Records to use: Begin
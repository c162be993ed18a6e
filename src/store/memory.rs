//! In-memory store
//!
//! HashMap behind a parking_lot RwLock.

use std::collections::HashMap;

use parking_lot::RwLock;

use crate::error::StoreError;

use super::{check_quota, KeyValueStore};

/// Process-local string store with an optional byte quota
pub struct MemoryStore {
    inner: RwLock<Inner>,
    quota: Option<usize>,
}

#[derive(Default)]
struct Inner {
    entries: HashMap<String, String>,
    /// Sum of key + value bytes
    usage: usize,
}

impl MemoryStore {
    /// Unbounded store
    pub fn new() -> Self {
        Self {
            inner: RwLock::new(Inner::default()),
            quota: None,
        }
    }

    /// Store that refuses writes once keys + values exceed `quota` bytes
    pub fn with_quota(quota: usize) -> Self {
        Self {
            inner: RwLock::new(Inner::default()),
            quota: Some(quota),
        }
    }

    pub fn len(&self) -> usize {
        self.inner.read().entries.len()
    }

    pub fn is_empty(&self) -> bool {
        self.inner.read().entries.is_empty()
    }

    /// Bytes currently counted against the quota
    pub fn usage(&self) -> usize {
        self.inner.read().usage
    }

    pub fn quota(&self) -> Option<usize> {
        self.quota
    }
}

impl Default for MemoryStore {
    fn default() -> Self {
        Self::new()
    }
}

impl KeyValueStore for MemoryStore {
    type Error = StoreError;

    fn get(&self, key: &str) -> Option<String> {
        self.inner.read().entries.get(key).cloned()
    }

    fn set(&self, key: &str, value: &str) -> Result<(), StoreError> {
        let mut inner = self.inner.write();
        let usage = check_quota(
            self.quota,
            inner.usage,
            key,
            inner.entries.get(key).map(String::as_str),
            value,
        )?;
        inner.entries.insert(key.to_string(), value.to_string());
        inner.usage = usage;
        Ok(())
    }

    fn remove(&self, key: &str) -> Result<(), StoreError> {
        let mut inner = self.inner.write();
        if let Some(old) = inner.entries.remove(key) {
            inner.usage -= super::entry_size(key, &old);
        }
        Ok(())
    }

    fn clear(&self) -> Result<(), StoreError> {
        let mut inner = self.inner.write();
        inner.entries.clear();
        inner.usage = 0;
        Ok(())
    }
}
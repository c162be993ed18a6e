//! Transport Framing
//!
//! Wraps codec bytes in a printable envelope so they survive a string-only
//! store.
//!
//! ## Envelope
//! ```text
//! ┌──────────────────────┬──────────────────────────────────┐
//! │ Tag  "▒v1▒"          │ Base64 (standard, padded) bytes  │
//! └──────────────────────┴──────────────────────────────────┘
//! ```
//!
//! The tag is `▒v<version>▒`. U+2592 rarely begins strings written by
//! unrelated code, which keeps plain values from being mistaken for framed
//! ones. Only [`FORMAT_VERSION`] is decodable; any other version is refused.

use base64::engine::general_purpose::STANDARD;
use base64::Engine;

use crate::error::{CodecError, Result};

/// Delimiter around the version marker
pub const TAG_MARK: char = '\u{2592}';

/// Current envelope version
pub const FORMAT_VERSION: u32 = 1;

/// Prefix of every payload written in the current format
pub const VARIANT_PREFIX: &str = "\u{2592}v1\u{2592}";

/// Longest version number accepted in a tag
const MAX_VERSION_DIGITS: usize = 9;

/// Tag + base64 of `bytes`
pub fn frame(bytes: &[u8]) -> String {
    let mut text = String::with_capacity(VARIANT_PREFIX.len() + bytes.len().div_ceil(3) * 4);
    text.push_str(VARIANT_PREFIX);
    STANDARD.encode_string(bytes, &mut text);
    text
}

/// Strip and check the tag, then decode the base64 body
pub fn unframe(text: &str) -> Result<Vec<u8>> {
    let (version, body) = parse_tag(text)
        .ok_or_else(|| CodecError::Framing("missing format tag".to_string()))?;

    if version != FORMAT_VERSION {
        return Err(CodecError::Framing(format!(
            "unsupported format version {} (expected {})",
            version, FORMAT_VERSION
        )));
    }

    STANDARD
        .decode(body)
        .map_err(|e| CodecError::Framing(format!("invalid base64 payload: {}", e)))
}

/// True if `text` carries a format tag of any version
pub fn is_framed(text: &str) -> bool {
    parse_tag(text).is_some()
}

/// Version number of the tag at the start of `text`, if any
pub fn tag_version(text: &str) -> Option<u32> {
    parse_tag(text).map(|(version, _)| version)
}

/// Split `▒v<digits>▒<body>` into (version, body); `<digits>` is canonical decimal
fn parse_tag(text: &str) -> Option<(u32, &str)> {
    let rest = text.strip_prefix(TAG_MARK)?.strip_prefix('v')?;
    let digits = rest.bytes().take_while(u8::is_ascii_digit).count();
    if digits == 0 || digits > MAX_VERSION_DIGITS {
        return None;
    }
    // Versions are written without leading zeros
    if digits > 1 && rest.starts_with('0') {
        return None;
    }
    let version = rest[..digits].parse().ok()?;
    let body = rest[digits..].strip_prefix(TAG_MARK)?;
    Some((version, body))
}
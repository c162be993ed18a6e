//! Date values
//!
//! An instant with millisecond precision, limited to ±8.64e15 ms around the
//! Unix epoch (±100,000,000 days), the range of the platform date type.

use std::time::{Duration, SystemTime, UNIX_EPOCH};

/// Largest representable distance from the epoch, in milliseconds
pub const MAX_DATE_MILLIS: i64 = 8_640_000_000_000_000;

/// Milliseconds since the Unix epoch
#[derive(Debug, Clone, Copy, PartialEq, Eq, Hash, PartialOrd, Ord)]
pub struct Date(i64);

impl Date {
    /// Earliest representable instant
    pub const MIN: Date = Date(-MAX_DATE_MILLIS);

    /// Latest representable instant
    pub const MAX: Date = Date(MAX_DATE_MILLIS);

    /// The Unix epoch
    pub const EPOCH: Date = Date(0);

    /// Returns `None` outside `[MIN, MAX]`
    pub fn from_millis(millis: i64) -> Option<Self> {
        if (-MAX_DATE_MILLIS..=MAX_DATE_MILLIS).contains(&millis) {
            Some(Self(millis))
        } else {
            None
        }
    }

    pub fn millis(self) -> i64 {
        self.0
    }

    /// Current wall-clock time
    pub fn now() -> Self {
        // A clock outside the representable range saturates at the extremes
        Self::from_system_time(SystemTime::now()).unwrap_or(Self::MAX)
    }

    pub fn from_system_time(time: SystemTime) -> Option<Self> {
        let millis = match time.duration_since(UNIX_EPOCH) {
            Ok(after) => i64::try_from(after.as_millis()).ok()?,
            Err(before) => -i64::try_from(before.duration().as_millis()).ok()?,
        };
        Self::from_millis(millis)
    }

    /// `None` if the host clock cannot represent this instant
    pub fn to_system_time(self) -> Option<SystemTime> {
        let offset = Duration::from_millis(self.0.unsigned_abs());
        if self.0 >= 0 {
            UNIX_EPOCH.checked_add(offset)
        } else {
            UNIX_EPOCH.checked_sub(offset)
        }
    }
}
Records to use: End
## [Problem statement]
Return the entries in full, keeping every line exactly as it is.

## [Answer to this problem]
repository c162be993ed18a6e
filename src/store/memory.rs
//! In-memory store
//!
//! HashMap behind a parking_lot RwLock.

use std::collections::HashMap;

use parking_lot::RwLock;

use crate::error::StoreError;

use super::{check_quota, KeyValueStore};

/// Process-local string store with an optional byte quota
pub struct MemoryStore {
    inner: RwLock<Inner>,
    quota: Option<usize>,
}

#[derive(Default)]
struct Inner {
    entries: HashMap<String, String>,
    /// Sum of key + value bytes
    usage: usize,
}

impl MemoryStore {
    /// Unbounded store
    pub fn new() -> Self {
        Self {
            inner: RwLock::new(Inner::default()),
            quota: None,
        }
    }

    /// Store that refuses writes once keys + values exceed `quota` bytes
    pub fn with_quota(quota: usize) -> Self {
        Self {
            inner: RwLock::new(Inner::default()),
            quota: Some(quota),
        }
    }

    pub fn len(&self) -> usize {
        self.inner.read().entries.len()
    }

    pub fn is_empty(&self) -> bool {
        self.inner.read().entries.is_empty()
    }

    /// Bytes currently counted against the quota
    pub fn usage(&self) -> usize {
        self.inner.read().usage
    }

    pub fn quota(&self) -> Option<usize> {
        self.quota
    }
}

impl Default for MemoryStore {
    fn default() -> Self {
        Self::new()
    }
}

impl KeyValueStore for MemoryStore {
    type Error = StoreError;

    fn get(&self, key: &str) -> Option<String> {
        self.inner.read().entries.get(key).cloned()
    }

    fn set(&self, key: &str, value: &str) -> Result<(), StoreError> {
        let mut inner = self.inner.write();
        let usage = check_quota(
            self.quota,
            inner.usage,
            key,
            inner.entries.get(key).map(String::as_str),
            value,
        )?;
        inner.entries.insert(key.to_string(), value.to_string());
        inner.usage = usage;
        Ok(())
    }

    fn remove(&self, key: &str) -> Result<(), StoreError> {
        let mut inner = self.inner.write();
        if let Some(old) = inner.entries.remove(key) {
            inner.usage -= super::entry_size(key, &old);
        }
        Ok(())
    }

    fn clear(&self) -> Result<(), StoreError> {
        let mut inner = self.inner.write();
        inner.entries.clear();
        inner.usage = 0;
        Ok(())
    }
}
repository c162be993ed18a6e
//! Transport Framing
//!
//! Wraps codec bytes in a printable envelope so they survive a string-only
//! store.
//!
//! ## Envelope
//! ```text
//! ┌──────────────────────┬──────────────────────────────────┐
//! │ Tag  "▒v1▒"          │ Base64 (standard, padded) bytes  │
//! └──────────────────────┴──────────────────────────────────┘
//! ```
//!
//! The tag is `▒v<version>▒`. U+2592 rarely begins strings written by
//! unrelated code, which keeps plain values from being mistaken for framed
//! ones. Only [`FORMAT_VERSION`] is decodable; any other version is refused.

use base64::engine::general_purpose::STANDARD;
use base64::Engine;

use crate::error::{CodecError, Result};

/// Delimiter around the version marker
pub const TAG_MARK: char = '\u{2592}';

/// Current envelope version
pub const FORMAT_VERSION: u32 = 1;

/// Prefix of every payload written in the current format
pub const VARIANT_PREFIX: &str = "\u{2592}v1\u{2592}";

/// Longest version number accepted in a tag
const MAX_VERSION_DIGITS: usize = 9;

/// Tag + base64 of `bytes`
pub fn frame(bytes: &[u8]) -> String {
    let mut text = String::with_capacity(VARIANT_PREFIX.len() + bytes.len().div_ceil(3) * 4);
    text.push_str(VARIANT_PREFIX);
    STANDARD.encode_string(bytes, &mut text);
    text
}

/// Strip and check the tag, then decode the base64 body
pub fn unframe(text: &str) -> Result<Vec<u8>> {
    let (version, body) = parse_tag(text)
        .ok_or_else(|| CodecError::Framing("missing format tag".to_string()))?;

    if version != FORMAT_VERSION {
        return Err(CodecError::Framing(format!(
            "unsupported format version {} (expected {})",
            version, FORMAT_VERSION
        )));
    }

    STANDARD
        .decode(body)
        .map_err(|e| CodecError::Framing(format!("invalid base64 payload: {}", e)))
}

/// True if `text` carries a format tag of any version
pub fn is_framed(text: &str) -> bool {
    parse_tag(text).is_some()
}

/// Version number of the tag at the start of `text`, if any
pub fn tag_version(text: &str) -> Option<u32> {
    parse_tag(text).map(|(version, _)| version)
}

/// Split `▒v<digits>▒<body>` into (version, body); `<digits>` is canonical decimal
fn parse_tag(text: &str) -> Option<(u32, &str)> {
    let rest = text.strip_prefix(TAG_MARK)?.strip_prefix('v')?;
    let digits = rest.bytes().take_while(u8::is_ascii_digit).count();
    if digits == 0 || digits > MAX_VERSION_DIGITS {
        return None;
    }
    // Versions are written without leading zeros
    if digits > 1 && rest.starts_with('0') {
        return None;
    }
    let version = rest[..digits].parse().ok()?;
    let body = rest[digits..].strip_prefix(TAG_MARK)?;
    Some((version, body))
}
repository c162be993ed18a6e
//! Date values
//!
//! An instant with millisecond precision, limited to ±8.64e15 ms around the
//! Unix epoch (±100,000,000 days), the range of the platform date type.

use std::time::{Duration, SystemTime, UNIX_EPOCH};

/// Largest representable distance from the epoch, in milliseconds
pub const MAX_DATE_MILLIS: i64 = 8_640_000_000_000_000;

/// Milliseconds since the Unix epoch
#[derive(Debug, Clone, Copy, PartialEq, Eq, Hash, PartialOrd, Ord)]
pub struct Date(i64);

impl Date {
    /// Earliest representable instant
    pub const MIN: Date = Date(-MAX_DATE_MILLIS);

    /// Latest representable instant
    pub const MAX: Date = Date(MAX_DATE_MILLIS);

    /// The Unix epoch
    pub const EPOCH: Date = Date(0);

    /// Returns `None` outside `[MIN, MAX]`
    pub fn from_millis(millis: i64) -> Option<Self> {
        if (-MAX_DATE_MILLIS..=MAX_DATE_MILLIS).contains(&millis) {
            Some(Self(millis))
        } else {
            None
        }
    }

    pub fn millis(self) -> i64 {
        self.0
    }

    /// Current wall-clock time
    pub fn now() -> Self {
        // A clock outside the representable range saturates at the extremes
        Self::from_system_time(SystemTime::now()).unwrap_or(Self::MAX)
    }

    pub fn from_system_time(time: SystemTime) -> Option<Self> {
        let millis = match time.duration_since(UNIX_EPOCH) {
            Ok(after) => i64::try_from(after.as_millis()).ok()?,
            Err(before) => -i64::try_from(before.duration().as_millis()).ok()?,
        };
        Self::from_millis(millis)
    }

    /// `None` if the host clock cannot represent this instant
    pub fn to_system_time(self) -> Option<SystemTime> {
        let offset = Duration::from_millis(self.0.unsigned_abs());
        if self.0 >= 0 {
            UNIX_EPOCH.checked_add(offset)
        } else {
            UNIX_EPOCH.checked_sub(offset)
        }
    }
}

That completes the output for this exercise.